En el caso de Estudiantes, la situación es aún más delicada, ya que el empresario estadounidense había prometido una fuerte inversión para financiar una serie de refuerzos clave. Sin embargo, hasta el momento, el dinero no apareció y la Asamblea de socios del Pincha, en la que se debatirá la llegada de capital privado al club, está cada vez más cargada de dudas. Desde el entorno de Gillett argumentan que se trata de cuestiones burocráticas que se resolverán pronto, pero la falta de certezas inquieta a dirigentes y simpatizantes.
Por el lado de Vélez, la demora en la llegada de los fondos complica la salida de Valentín Gómez a Udinese. El defensor ya firmó su desvinculación con el Fortín, pero el club no liberará su ficha hasta recibir los ocho millones y medio de dólares netos pactados. Mientras tanto, el futbolista se entrena diferenciado en Italia, a la espera de que se resuelvan los trámites financieros y pueda concretar su pase a la Serie A.

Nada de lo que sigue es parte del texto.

use std::time::Duration;

use sim_core::{
    ActorBuilder, EntityId, Interaction, MonsterData, NpcData, NpcRole, SimConfig, SimEvent,
    SpawnError,
};
use sim_runtime::{Event, Runtime, RuntimeConfig, RuntimeError, Topic};

fn weak_monster(x: f32, y: f32) -> sim_core::Actor {
    ActorBuilder::monster(MonsterData::default())
        .name("Slime")
        .at(x, y)
        .max_health(1)
        .build()
        .expect("valid monster")
}

// ================================================================
// Stepping
// ================================================================

#[tokio::test]
async fn step_reports_increasing_ticks() {
    let runtime = Runtime::builder()
        .actor(ActorBuilder::player().build().unwrap())
        .build()
        .await
        .expect("runtime should start");
    let handle = runtime.handle();

    let first = handle.step(0.016).await.expect("step");
    let second = handle.step(0.016).await.expect("step");
    assert_eq!((first.tick, second.tick), (1, 2));
    assert!(second.player_alive);

    runtime.shutdown().await.expect("clean shutdown");
}

#[tokio::test]
async fn held_input_moves_player_every_step() {
    let runtime = Runtime::builder()
        .actor(ActorBuilder::player().build().unwrap())
        .build()
        .await
        .unwrap();
    let handle = runtime.handle();

    handle.set_player_input(Some((1.0, 0.0))).await.unwrap();
    handle.step(0.016).await.unwrap();
    handle.step(0.016).await.unwrap();
    handle.set_player_input(None).await.unwrap();
    handle.step(0.016).await.unwrap();

    let views = handle.views().await.unwrap();
    assert_eq!(views.len(), 1);
    assert_eq!(views[0].position.x, 16.0);
    assert!(!views[0].moving);

    runtime.shutdown().await.unwrap();
}

#[tokio::test]
async fn rejects_invalid_delta() {
    let runtime = Runtime::builder().build().await.unwrap();
    let handle = runtime.handle();

    assert!(matches!(
        handle.step(f32::NAN).await,
        Err(RuntimeError::InvalidDelta(_))
    ));
    assert!(matches!(
        handle.step(-1.0).await,
        Err(RuntimeError::InvalidDelta(_))
    ));

    runtime.shutdown().await.unwrap();
}

// ================================================================
// Combat and events
// ================================================================

#[tokio::test]
async fn kill_is_published_on_simulation_topic() {
    let runtime = Runtime::builder()
        .actor(ActorBuilder::player().build().unwrap())
        .actor(weak_monster(40.0, 0.0))
        .seed(7)
        .build()
        .await
        .unwrap();
    let handle = runtime.handle();
    let mut events = handle.subscribe(Topic::Simulation);

    let snapshot = handle.snapshot().await.unwrap();
    let monster = snapshot
        .iter()
        .find(|actor| actor.as_monster().is_some())
        .map(|actor| actor.id())
        .expect("monster spawned");

    let outcome = handle
        .player_attack(monster)
        .await
        .unwrap()
        .expect("strike should land");
    assert!(outcome.killed);

    let report = handle.step(0.016).await.unwrap();
    assert!(report.events.iter().any(|event| matches!(
        event,
        SimEvent::RewardGranted { victim, .. } if *victim == monster
    )));

    let mut died = false;
    for _ in 0..report.events.len() {
        let Event::Simulation(published) = events.recv().await.unwrap() else {
            panic!("wrong topic");
        };
        assert_eq!(published.tick, report.tick);
        if let SimEvent::Died { id, name, .. } = &published.event {
            assert_eq!(*id, monster);
            assert_eq!(name, "Slime");
            died = true;
        }
    }
    assert!(died, "death should be published");
    assert_eq!(handle.snapshot().await.unwrap().len(), 1);

    runtime.shutdown().await.unwrap();
}

#[tokio::test]
async fn attacking_missing_target_does_nothing() {
    let runtime = Runtime::builder()
        .actor(ActorBuilder::player().build().unwrap())
        .build()
        .await
        .unwrap();
    let handle = runtime.handle();

    assert_eq!(handle.player_attack(EntityId(42)).await.unwrap(), None);
    assert!(!handle.disengage(EntityId(1), EntityId(42)).await.unwrap());

    runtime.shutdown().await.unwrap();
}

#[tokio::test]
async fn tick_topic_summarizes_each_step() {
    let runtime = Runtime::builder()
        .actor(ActorBuilder::player().build().unwrap())
        .build()
        .await
        .unwrap();
    let handle = runtime.handle();
    let mut ticks = handle.subscribe(Topic::Tick);

    handle.step(0.016).await.unwrap();
    match ticks.recv().await.unwrap() {
        Event::Tick(summary) => {
            assert_eq!(summary.tick, 1);
            assert_eq!(summary.actors, 1);
            assert_eq!(summary.exchanges, 0);
            assert!(summary.player_alive);
        }
        other => panic!("unexpected event {other:?}"),
    }

    runtime.shutdown().await.unwrap();
}

#[tokio::test]
async fn auto_tick_advances_without_requests() {
    let config = RuntimeConfig {
        tick_rate_hz: 200,
        auto_tick: true,
        ..RuntimeConfig::default()
    };
    let runtime = Runtime::builder().config(config).build().await.unwrap();
    let mut ticks = runtime.subscribe(Topic::Tick);

    let mut seen = Vec::new();
    while seen.len() < 3 {
        let event = tokio::time::timeout(Duration::from_secs(2), ticks.recv())
            .await
            .expect("auto tick should fire")
            .unwrap();
        if let Event::Tick(summary) = event {
            seen.push(summary.tick);
        }
    }
    assert!(seen.windows(2).all(|pair| pair[0] < pair[1]));

    runtime.shutdown().await.unwrap();
}

// ================================================================
// World management
// ================================================================

#[tokio::test]
async fn second_player_is_refused() {
    let runtime = Runtime::builder()
        .actor(ActorBuilder::player().build().unwrap())
        .build()
        .await
        .unwrap();
    let handle = runtime.handle();

    let err = handle
        .spawn(ActorBuilder::player().build().unwrap())
        .await
        .unwrap_err();
    assert!(matches!(
        err,
        RuntimeError::Spawn(SpawnError::DuplicatePlayer { .. })
    ));

    let monster = handle.spawn(weak_monster(300.0, 300.0)).await.unwrap();
    assert!(handle.snapshot().await.unwrap().contains(monster));

    runtime.shutdown().await.unwrap();
}

#[tokio::test]
async fn merchant_opens_shop() {
    let merchant = ActorBuilder::npc(NpcData::stationary(NpcRole::Merchant))
        .at(40.0, 0.0)
        .build()
        .unwrap();
    let runtime = Runtime::builder()
        .actor(ActorBuilder::player().build().unwrap())
        .actor(merchant)
        .build()
        .await
        .unwrap();
    let handle = runtime.handle();

    let (npc, interaction) = handle
        .interact_nearby()
        .await
        .unwrap()
        .expect("merchant in range");
    assert_eq!(interaction, Interaction::OpenShop);
    assert_eq!(
        handle.interact(npc).await.unwrap(),
        Some(Interaction::OpenShop)
    );

    runtime.shutdown().await.unwrap();
}

#[tokio::test]
async fn build_rejects_bad_configuration() {
    let zero_rate = RuntimeConfig {
        tick_rate_hz: 0,
        ..RuntimeConfig::default()
    };
    assert!(matches!(
        Runtime::builder().config(zero_rate).build().await,
        Err(RuntimeError::InvalidTickRate)
    ));

    let bad_sim = SimConfig::default().with_turn_duration(0.0);
    assert!(matches!(
        Runtime::builder().sim_config(bad_sim).build().await,
        Err(RuntimeError::Config(_))
    ));
}

#[tokio::test]
async fn shutdown_stops_worker_despite_cloned_handles() {
    let runtime = Runtime::builder().build().await.unwrap();
    let straggler = runtime.handle();

    runtime.shutdown().await.expect("shutdown should not wait on clones");
    assert!(matches!(
        straggler.views().await,
        Err(RuntimeError::CommandChannelClosed)
    ));
}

En Núñez, si bien la urgencia no es la misma que en Liniers, la dirigencia también espera por los diez millones de dólares comprometidos por la rescisión de Rodrigo Villagra. La diferencia con el caso de Gómez es que el mediocampista aún no tiene un destino definido y su futuro sigue siendo una incógnita. En los últimos días, su nombre fue ofrecido a varios clubes del ámbito local, pero ninguna negociación prosperó. Desde el entorno del jugador esperan que una oferta del exterior destrabe la situación, aunque por ahora no hay nada concreto.
Mientras los dirigentes de los tres clubes aguardan una resolución, la figura de Foster Gillett comienza a generar dudas. Su irrupción en el fútbol argentino fue vista como una oportunidad para inyectar capital en el mercado de pases, pero los retrasos en los pagos ponen en entredicho la viabilidad de su proyecto. Con la presión de los jugadores, los clubes y los hinchas, el estadounidense deberá resolver estos inconvenientes rápidamente si quiere sostener su credibilidad y evitar que su desembarco en Argentina termine en conflicto.